In 1949 he replaced Robert Low as the American officer in charge of setting up paramilitary and political operations in Albania. Following Albania, Burke worked on Polish anti Soviet resistance operations and tested Soviet radar capabilities by using Polish pilots.

Burke served as an intelligence and special operations adviser to John J. McCloy, the United States High Commissioner in Germany, from 1951 to 1954.

==Post CIA==
Following his CIA career, Burke's brother-in-law and comrade in arms John Ringling North hired him for the Ringling Bros. and Barnum & Bailey Circus as an executive director. Though new to the circus world Burke found himself battling cheating ushers and Jimmy Hoffa's Teamster Union.

==CBS==
When his friend North hired a manager Burke didn't like, Burke left the big top and met Frank Stanton of CBS. Burke's European knowledge led him to be sent back to Europe to develop television programs, eventually becoming the president of CBS Europe. Burke was summoned back to America as vice president in charge of diversification. One of Burke's accomplishments was recommending CBS purchase the rights to the play My Fair Lady.

==New York Yankees==
CBS acquired the New York Yankees on August 13, 1964, in order to diversify their interests in the entertainment industry. On September 20, 1966; Burke became president and CEO of the Yankees after Dan Topping sold the remainder of his stock to CBS. He retained these posts for the remainder of CBS' ownership. In 1968, he was a candidate to become Commissioner of Baseball (although Bowie Kuhn would get the appointment).
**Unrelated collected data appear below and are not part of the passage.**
//! Lía - offline Spanish voice assistant
//!
//! Listens for an utterance, classifies it with an ordered table of regex
//! rules, runs the matching skill and answers aloud:
//! - Local Whisper recognition for speech-to-text
//! - Rule-based intents (greeting, time, date, dollar rate, open app, goodbye)
//! - `espeak-ng` for text-to-speech
//!
//! # Architecture
//!
//! ```text
//! ┌──────────────────────────────────────────────────────┐
//! │                    SessionLoop                        │
//! │   Greeting → Listening → Processing → Responding      │
//! └────────┬──────────────────┬──────────────────┬────────┘
//!          │                  │                  │
//! ┌────────▼───────┐ ┌────────▼───────┐ ┌────────▼───────┐
//! │ Transcriber    │ │ IntentMatcher  │ │ Speaker        │
//! │ (cpal+whisper) │ │ Router→Skills  │ │ (espeak-ng)    │
//! └────────────────┘ └────────┬───────┘ └────────────────┘
//!                             │
//!            ┌────────────────┼────────────────┐
//!       AppRegistry      RateFetcher       Launcher
//!       (apps.yml)       (HTTP JSON)       (shell)
//! ```

pub mod config;
pub mod error;
pub mod intent;
pub mod router;
pub mod session;
pub mod skills;
pub mod voice;

pub use config::Config;
pub use error::{Error, Result};
pub use intent::{Intent, IntentMatcher, RecognizedIntent};
pub use router::{Router, SkillOutcome};
pub use session::{SessionLoop, SessionState, Speaker, Transcriber};
pub use skills::{AppRegistry, Launcher, RateFetcher, SkillSet};
//! Audio capture from microphone

use std::sync::{Arc, Mutex};
use std::time::Duration;

use cpal::traits::{DeviceTrait, HostTrait, StreamTrait};
use cpal::{Device, SampleRate, StreamConfig};

use crate::{Error, Result};

/// Sample rate for audio capture (16kHz for speech)
pub const SAMPLE_RATE: u32 = 16000;

/// Records fixed-length clips from the default input device
pub struct AudioCapture {
    device: Device,
    config: StreamConfig,
}

impl AudioCapture {
    /// Open the default input device at 16 kHz mono
    ///
    /// # Errors
    ///
    /// Returns error if there is no input device or it cannot capture 16 kHz
    /// mono
    pub fn new() -> Result<Self> {
        let device = cpal::default_host()
            .default_input_device()
            .ok_or_else(|| Error::Audio("no input device available".to_string()))?;

        let config = device
            .supported_input_configs()
            .map_err(|e| Error::Audio(e.to_string()))?
            .find(|c| {
                c.channels() == 1
                    && (c.min_sample_rate()..=c.max_sample_rate()).contains(&SampleRate(SAMPLE_RATE))
            })
            .ok_or_else(|| Error::Audio("no mono 16kHz input config found".to_string()))?
            .with_sample_rate(SampleRate(SAMPLE_RATE))
            .config();

        tracing::debug!(
            device = device.name().unwrap_or_default(),
            channels = config.channels,
            "microphone ready"
        );

        Ok(Self { device, config })
    }

    /// Record for exactly `duration` and return the captured samples
    ///
    /// The stream only exists while recording, so nothing is captured
    /// between turns.
    ///
    /// # Errors
    ///
    /// Returns error if the input stream cannot be started
    pub async fn record(&self, duration: Duration) -> Result<Vec<f32>> {
        let samples = Arc::new(Mutex::new(Vec::new()));
        let sink = Arc::clone(&samples);

        let stream = self
            .device
            .build_input_stream(
                &self.config,
                move |data: &[f32], _: &cpal::InputCallbackInfo| {
                    if let Ok(mut buf) = sink.lock() {
                        buf.extend_from_slice(data);
                    }
                },
                |err| tracing::error!(error = %err, "audio stream error"),
                None,
            )
            .map_err(|e| Error::Audio(e.to_string()))?;
        stream.play().map_err(|e| Error::Audio(e.to_string()))?;

        tracing::debug!(seconds = duration.as_secs(), "recording");
        tokio::time::sleep(duration).await;
        drop(stream);

        let samples = samples
            .lock()
            .map(|mut buf| std::mem::take(&mut *buf))
            .unwrap_or_default();
        Ok(samples)
    }
}

/// Loudest 100ms window, as RMS energy
#[must_use]
#[allow(clippy::cast_precision_loss)]
pub fn peak_energy(samples: &[f32]) -> f32 {
    samples
        .chunks(SAMPLE_RATE as usize / 10)
        .map(|frame| {
            let sum_squares: f32 = frame.iter().map(|s| s * s).sum();
            (sum_squares / frame.len() as f32).sqrt()
        })
        .fold(0.0, f32::max)
}
//! Configuration management for the Lía assistant
//!
//! Values resolve as environment > TOML file > default. A `.env` file in the
//! working directory is loaded into the environment first.

pub mod apps;
pub mod file;

use std::path::PathBuf;

use crate::skills::DEFAULT_RATES_URL;

pub use apps::{YamlAppRegistry, load_registry, parse_registry};

/// Recording limit used when none is configured
pub const DEFAULT_MAX_RECORD_SECONDS: u32 = 5;

/// Assistant configuration
#[derive(Debug, Clone, PartialEq, Eq)]
pub struct Config {
    /// Whisper model file, or a directory containing one
    pub model_path: PathBuf,

    /// Exchange rates endpoint
    pub rates_url: String,

    /// Maximum length of one recorded utterance
    pub max_record_seconds: u32,

    /// Application registry YAML file
    pub apps_file: PathBuf,

    /// Speech output settings
    pub voice: VoiceConfig,
}

/// Speech output configuration
#[derive(Debug, Clone, PartialEq, Eq)]
pub struct VoiceConfig {
    /// Speaking rate in words per minute
    pub speech_rate: u32,

    /// Language code used to pick a voice and to guide recognition
    pub language: String,
}

impl Default for VoiceConfig {
    fn default() -> Self {
        Self {
            speech_rate: 145,
            language: "es".to_string(),
        }
    }
}

impl Default for Config {
    fn default() -> Self {
        Self {
            model_path: PathBuf::from("model"),
            rates_url: DEFAULT_RATES_URL.to_string(),
            max_record_seconds: DEFAULT_MAX_RECORD_SECONDS,
            apps_file: PathBuf::from("apps.yml"),
            voice: VoiceConfig::default(),
        }
    }
}

impl Config {
    /// Load configuration from `.env`, the process environment and the
    /// optional TOML file
    #[must_use]
    pub fn load() -> Self {
        match dotenvy::dotenv() {
            Ok(path) => tracing::debug!(path = %path.display(), "loaded .env"),
            Err(e) if e.not_found() => {}
            Err(e) => tracing::warn!(error = %e, "failed to load .env"),
        }

        let fc = file::load_config_file();
        Self::from_sources(|key| std::env::var(key).ok(), fc)
    }

    /// Resolve configuration from an environment lookup and a parsed file
    ///
    /// Empty environment values count as unset. Numeric values that do not
    /// parse as positive integers fall back to the next source.
    #[must_use]
    pub fn from_sources<F>(lookup: F, fc: file::LiaConfigFile) -> Self
    where
        F: Fn(&str) -> Option<String>,
    {
        let env = |key: &str| lookup(key).filter(|v| !v.trim().is_empty());
        let defaults = Self::default();

        let model_path = env("LIA_MODEL")
            .or(fc.model_path)
            .map_or(defaults.model_path, PathBuf::from);

        let rates_url = env("LIA_RATES_URL")
            .or(fc.rates_url)
            .unwrap_or(defaults.rates_url);

        let max_record_seconds = env("LIA_MAX_RECORD_SECONDS")
            .and_then(|v| parse_positive(&v))
            .or_else(|| fc.max_record_seconds.filter(|s| *s > 0))
            .unwrap_or(defaults.max_record_seconds);

        let apps_file = env("LIA_APPS_FILE")
            .or(fc.apps_file)
            .map_or(defaults.apps_file, PathBuf::from);

        let voice = VoiceConfig {
            speech_rate: env("LIA_SPEECH_RATE")
                .and_then(|v| parse_positive(&v))
                .or_else(|| fc.voice.speech_rate.filter(|r| *r > 0))
                .unwrap_or(defaults.voice.speech_rate),
            language: env("LIA_VOICE_LANGUAGE")
                .or(fc.voice.language)
                .unwrap_or(defaults.voice.language),
        };

        Self {
            model_path,
            rates_url,
            max_record_seconds,
            apps_file,
            voice,
        }
    }
}

fn parse_positive(value: &str) -> Option<u32> {
    match value.trim().parse::<u32>() {
        Ok(n) if n > 0 => Some(n),
        _ => {
            tracing::warn!(value, "expected a positive integer, using fallback");
            None
        }
    }
}
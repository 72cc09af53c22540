//! Spanish time and date phrasing
//!
//! Names come from fixed tables rather than the system locale so output is
//! identical on every platform.

use chrono::{Datelike, Timelike};

/// Weekday names, Monday first
const WEEKDAYS: [&str; 7] = [
    "lunes",
    "martes",
    "miércoles",
    "jueves",
    "viernes",
    "sábado",
    "domingo",
];

const MONTHS: [&str; 12] = [
    "enero",
    "febrero",
    "marzo",
    "abril",
    "mayo",
    "junio",
    "julio",
    "agosto",
    "septiembre",
    "octubre",
    "noviembre",
    "diciembre",
];

/// Phrase a time of day as `Son las HH:MM horas.`
#[must_use]
pub fn format_time<T: Timelike>(time: &T) -> String {
    format!("Son las {:02}:{:02} horas.", time.hour(), time.minute())
}

/// Phrase a date, e.g. `Hoy es martes 11 de noviembre de 2025.`
#[must_use]
pub fn format_date<D: Datelike>(date: &D) -> String {
    let weekday = WEEKDAYS[date.weekday().num_days_from_monday() as usize];
    let month = MONTHS[date.month0() as usize];
    format!(
        "Hoy es {weekday} {} de {month} de {}.",
        date.day(),
        date.year()
    )
}
//! External process launching

use std::process::{Command, Stdio};

use crate::{Error, Result};

/// Starts application launch commands
pub trait Launcher: Send + Sync {
    /// Start `command` without waiting for it to finish
    ///
    /// # Errors
    ///
    /// Returns error if the process cannot be spawned
    fn launch(&self, command: &str) -> Result<()>;
}

/// Runs commands through the platform shell
#[derive(Debug, Default, Clone, Copy)]
pub struct ShellLauncher;

impl Launcher for ShellLauncher {
    fn launch(&self, command: &str) -> Result<()> {
        let child = shell_command(command)
            .stdin(Stdio::null())
            .stdout(Stdio::null())
            .stderr(Stdio::null())
            .spawn()
            .map_err(|e| Error::Launch(format!("{command}: {e}")))?;

        tracing::info!(command, pid = child.id(), "application launched");
        Ok(())
    }
}

#[cfg(windows)]
fn shell_command(command: &str) -> Command {
    let mut cmd = Command::new("cmd");
    cmd.arg("/C").arg(command);
    cmd
}

#[cfg(not(windows))]
fn shell_command(command: &str) -> Command {
    let mut cmd = Command::new("sh");
    cmd.arg("-c").arg(command);
    cmd
}
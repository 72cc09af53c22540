//! Shared test utilities
//!
//! Scripted stand-ins for the microphone, speech engine, rates API and
//! process launcher, so sessions run without audio hardware or network.

#![allow(dead_code)]

use std::collections::{HashMap, VecDeque};
use std::sync::{Arc, Mutex};

use async_trait::async_trait;
use lia_assistant::skills::{ExchangeRateSnapshot, RateKind};
use lia_assistant::{
    Error, Launcher, RateFetcher, Result, Router, SkillSet, Speaker, Transcriber,
};

/// Replays a fixed list of transcriptions, then says goodbye
#[derive(Default)]
pub struct ScriptedTranscriber {
    turns: VecDeque<Result<String>>,
    pub calls: usize,
}

impl ScriptedTranscriber {
    pub fn new(turns: Vec<Result<String>>) -> Self {
        Self {
            turns: turns.into(),
            calls: 0,
        }
    }

    pub fn texts(texts: &[&str]) -> Self {
        Self::new(texts.iter().map(|t| Ok((*t).to_string())).collect())
    }
}

#[async_trait(?Send)]
impl Transcriber for ScriptedTranscriber {
    async fn transcribe(&mut self, _max_seconds: u32) -> Result<String> {
        self.calls += 1;
        self.turns
            .pop_front()
            .unwrap_or_else(|| Ok("chau".to_string()))
    }
}

/// Records everything it is asked to say
#[derive(Default)]
pub struct RecordingSpeaker {
    pub spoken: Vec<String>,
    pub fail: bool,
}

impl RecordingSpeaker {
    pub fn failing() -> Self {
        Self {
            spoken: Vec::new(),
            fail: true,
        }
    }
}

#[async_trait(?Send)]
impl Speaker for RecordingSpeaker {
    async fn speak(&mut self, text: &str) -> Result<()> {
        if self.fail {
            return Err(Error::Tts("no audio device".to_string()));
        }
        self.spoken.push(text.to_string());
        Ok(())
    }
}

/// Returns a fixed snapshot, or fails when none is set
pub struct FakeRates(pub Option<ExchangeRateSnapshot>);

impl FakeRates {
    pub fn quoted(oficial: Option<f64>, blue: Option<f64>) -> Self {
        let mut snapshot = ExchangeRateSnapshot::new();
        if let Some(price) = oficial {
            snapshot.insert(RateKind::Oficial, price);
        }
        if let Some(price) = blue {
            snapshot.insert(RateKind::Blue, price);
        }
        Self(Some(snapshot))
    }

    pub const fn unavailable() -> Self {
        Self(None)
    }
}

#[async_trait]
impl RateFetcher for FakeRates {
    async fn fetch_rates(&self) -> Result<ExchangeRateSnapshot> {
        self.0
            .clone()
            .ok_or_else(|| Error::Rates("connection refused".to_string()))
    }
}

/// Records launch commands instead of running them
#[derive(Clone, Default)]
pub struct FakeLauncher {
    pub launched: Arc<Mutex<Vec<String>>>,
    pub fail: bool,
}

impl FakeLauncher {
    pub fn failing() -> Self {
        Self {
            launched: Arc::default(),
            fail: true,
        }
    }

    pub fn launched(&self) -> Vec<String> {
        self.launched.lock().unwrap().clone()
    }
}

impl Launcher for FakeLauncher {
    fn launch(&self, command: &str) -> Result<()> {
        if self.fail {
            return Err(Error::Launch(format!("{command}: not found")));
        }
        self.launched.lock().unwrap().push(command.to_string());
        Ok(())
    }
}

/// Registry with a single `editor` entry
pub fn sample_apps() -> HashMap<String, String> {
    HashMap::from([("editor".to_string(), "gedit".to_string())])
}

pub fn skill_set(rates: FakeRates, launcher: FakeLauncher) -> SkillSet {
    SkillSet::new(Box::new(sample_apps()), Box::new(rates), Box::new(launcher))
}

pub fn router(rates: FakeRates, launcher: FakeLauncher) -> Router {
    Router::new(skill_set(rates, launcher))
}

/// Default collaborators: rates quoted, launches succeed
pub fn default_router() -> Router {
    router(
        FakeRates::quoted(Some(1025.5), Some(1210.0)),
        FakeLauncher::default(),
    )
}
In 1972, CBS head William S. Paley told Burke to either sell the Yankees or buy them himself which he did with George Steinbrenner in January 1973. Burke and Steinbrenner had a parting of the ways with Burke resigning in April 1973. Burke had been led to believe that he would remain operating head of the Yankees once Steinbrenner took over, but was broadsided when longtime baseball executive Gabe Paul was announced as one of Steinbrenner's minority partners.

Burke's most famous achievement occurred when he successfully negotiated with Mayor John V. Lindsay to keep the Yankees in New York by having the city agree to renovate Yankee Stadium.

==Madison Square Garden==
Burke was appointed president of Madison Square Garden Center on July 26, 1973. He was also president and chairman of the New York Knicks and Rangers respectively. In 1981, Burke sold his five percent stake in the New York Yankees for $500,000. He announced on September 19, 1981, his retirement from all Garden-related duties on December 1 despite 19 months remaining on his contract.

==Retirement in Ireland==
As a child, Burke had lived with his grandparents in Ireland. In 1960 he purchased a 500 acre farm in Aughrim near Galway. Burke retired there in 1981. On a visit to the United States a woman once asked him if he were a gentleman farmer. He laughed and said "Well, I'm a gentleman". he died in 1987 at age 67 of a stroke in New York City New York

==Quotes==
My five years in England taught me that manners are more important than laws and that civility is the very stuff of a decent society.